Popular public response to Mario Puzo’s phenomenal novel The Godfather most likely influenced Haney, Andru & Esposito’s next convoluted 2-parter. WFC #194 sees Superman and Batman undercover ‘Inside the Mafia Gang!’ and hoping to dismantle the organisation of “Big Uncle” Alonzo Scarns from within. Sadly, a head wound muddles the Gotham Gangbuster’s memory and Batman begins to believe he is actually the “Capo di Capo Tutti”, condemning Robin and Jimmy to ‘Dig Now, Die Later!’ Helplessly watching, Superman is almost relieved when the real Scarns shows up…

An era ended with #196 as ‘The Kryptonite Express!’ (Haney, Swan & George Roussos) details how a massive meteor shower bombards the US with tons of the deadly green mineral. After countless decent citizens gather up the Green K, a special train is laid on to collect it all and ship it to somewhere it can be safely disposed of. Superman is ordered to stay well away whilst Batman takes charge of the FBI operation, but they have no idea master racketeer and railway fanatic K.C. Jones has plans for the shipment and a guy on the inside…

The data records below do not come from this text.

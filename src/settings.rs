//! Site list loading.
//!
//! Reads the hostnames to probe from a JSON settings file of the form
//! `{ "sites": ["example.com", "example.org"] }`. The key is matched without
//! regard to case (`"Sites"` works too); other keys are ignored.

use std::io::ErrorKind;
use std::path::Path;

use log::{debug, info};
use serde_json::{Map, Value};

use crate::error_handling::SettingsError;

const SITES_KEY: &str = "sites";

/// Loads the ordered list of hostnames from `path`.
///
/// A missing file and a missing or `null` `sites` key both yield an empty
/// list. Entries are trimmed; order and duplicates are kept as written.
///
/// # Errors
///
/// Returns `SettingsError` if the file cannot be read, is not valid JSON, or
/// contains an entry that is not a bare hostname.
pub fn load_sites(path: &Path) -> Result<Vec<String>, SettingsError> {
    let raw = match std::fs::read_to_string(path) {
        Ok(raw) => raw,
        Err(e) if e.kind() == ErrorKind::NotFound => {
            info!("Settings file {} not found, no sites configured", path.display());
            return Ok(Vec::new());
        }
        Err(source) => {
            return Err(SettingsError::Read {
                path: path.to_path_buf(),
                source,
            })
        }
    };

    let parse_error = |source| SettingsError::Parse {
        path: path.to_path_buf(),
        source,
    };
    let settings: Map<String, Value> = serde_json::from_str(&raw).map_err(parse_error)?;
    let listed = match settings
        .into_iter()
        .find(|(key, _)| key.eq_ignore_ascii_case(SITES_KEY))
    {
        Some((_, value)) => {
            serde_json::from_value::<Option<Vec<String>>>(value).map_err(parse_error)?
        }
        None => None,
    };

    let sites = listed
        .unwrap_or_default()
        .into_iter()
        .enumerate()
        .map(|(index, site)| validate_site(index, &site))
        .collect::<Result<Vec<_>, _>>()?;

    debug!("Loaded {} site(s) from {}", sites.len(), path.display());
    Ok(sites)
}

/// Checks that a configured entry is a bare hostname and returns it trimmed.
fn validate_site(index: usize, site: &str) -> Result<String, SettingsError> {
    let trimmed = site.trim();
    let invalid = |reason| SettingsError::InvalidSite {
        index,
        site: site.to_string(),
        reason,
    };

    if trimmed.is_empty() {
        return Err(invalid("entry is empty"));
    }
    if trimmed.contains("://") {
        return Err(invalid("entry must be a bare hostname without a scheme"));
    }
    if trimmed.contains('/') {
        return Err(invalid("entry must be a bare hostname without a path"));
    }

    Ok(trimmed.to_string())
}

#[cfg(test)]
mod tests {
    use super::*;
    use std::io::Write;
    use tempfile::NamedTempFile;

    fn settings_file(contents: &str) -> NamedTempFile {
        let mut file = NamedTempFile::new().expect("Failed to create temp file");
        file.write_all(contents.as_bytes())
            .expect("Failed to write temp file");
        file
    }

    #[test]
    fn test_load_sites_keeps_order_and_duplicates() {
        let file = settings_file(r#"{ "sites": ["b.example", "a.example", "b.example"] }"#);
        let sites = load_sites(file.path()).expect("valid settings");
        assert_eq!(sites, vec!["b.example", "a.example", "b.example"]);
    }

    #[test]
    fn test_load_sites_missing_file_is_empty() {
        let dir = tempfile::tempdir().expect("Failed to create temp dir");
        let sites = load_sites(&dir.path().join("appsettings.json")).expect("missing file tolerated");
        assert!(sites.is_empty());
    }

    #[test]
    fn test_load_sites_missing_or_null_key_is_empty() {
        let file = settings_file(r#"{ "Logging": { "LogLevel": "Warning" } }"#);
        assert!(load_sites(file.path()).expect("valid settings").is_empty());

        let file = settings_file(r#"{ "sites": null }"#);
        assert!(load_sites(file.path()).expect("valid settings").is_empty());
    }

    #[test]
    fn test_load_sites_key_is_case_insensitive() {
        let file = settings_file(r#"{ "Sites": ["example.com", "example.org"] }"#);
        let sites = load_sites(file.path()).expect("valid settings");
        assert_eq!(sites, vec!["example.com", "example.org"]);

        let file = settings_file(r#"{ "SITES": ["example.net"] }"#);
        assert_eq!(load_sites(file.path()).expect("valid settings"), vec!["example.net"]);
    }

    #[test]
    fn test_load_sites_trims_entries() {
        let file = settings_file(r#"{ "sites": ["  example.com ", "example.org:8080"] }"#);
        let sites = load_sites(file.path()).expect("valid settings");
        assert_eq!(sites, vec!["example.com", "example.org:8080"]);
    }

    #[test]
    fn test_load_sites_rejects_scheme() {
        let file = settings_file(r#"{ "sites": ["example.com", "https://example.org"] }"#);
        let err = load_sites(file.path()).expect_err("scheme not allowed");
        match err {
            SettingsError::InvalidSite { index, site, .. } => {
                assert_eq!(index, 1);
                assert_eq!(site, "https://example.org");
            }
            other => panic!("unexpected error: {other}"),
        }
    }

    #[test]
    fn test_load_sites_rejects_blank_and_path() {
        let file = settings_file(r#"{ "sites": ["   "] }"#);
        assert!(matches!(
            load_sites(file.path()),
            Err(SettingsError::InvalidSite { index: 0, .. })
        ));

        let file = settings_file(r#"{ "sites": ["example.com/login"] }"#);
        assert!(matches!(
            load_sites(file.path()),
            Err(SettingsError::InvalidSite { index: 0, .. })
        ));
    }

    #[test]
    fn test_load_sites_malformed_json() {
        let file = settings_file(r#"{ "sites": ["example.com", }"#);
        assert!(matches!(
            load_sites(file.path()),
            Err(SettingsError::Parse { .. })
        ));

        let file = settings_file(r#"{ "sites": "example.com" }"#);
        assert!(matches!(
            load_sites(file.path()),
            Err(SettingsError::Parse { .. })
        ));

        let file = settings_file(r#"["example.com"]"#);
        assert!(matches!(
            load_sites(file.path()),
            Err(SettingsError::Parse { .. })
        ));
    }
}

After #197 – another all-reprint Superman/Batman Giant – a new era launches (for the entire experiment you should see World’s Finest: Guardians of Earth please link to 2021, June 3rd) as the Fastest Man Alive teams with the Man of Tomorrow. DC Editors of the 1960s generally avoided questions like who’s best/strongest/fastest for fear of upsetting a portion of their tenuous and assuredly temporary fanbase, but as the tide turned against superheroes in general and upstart Marvel began making serious inroads into their market, the notion of a definitive race between the almighty Man of Steel and Scarlet Speedster became increasingly enticing and sales-worthy.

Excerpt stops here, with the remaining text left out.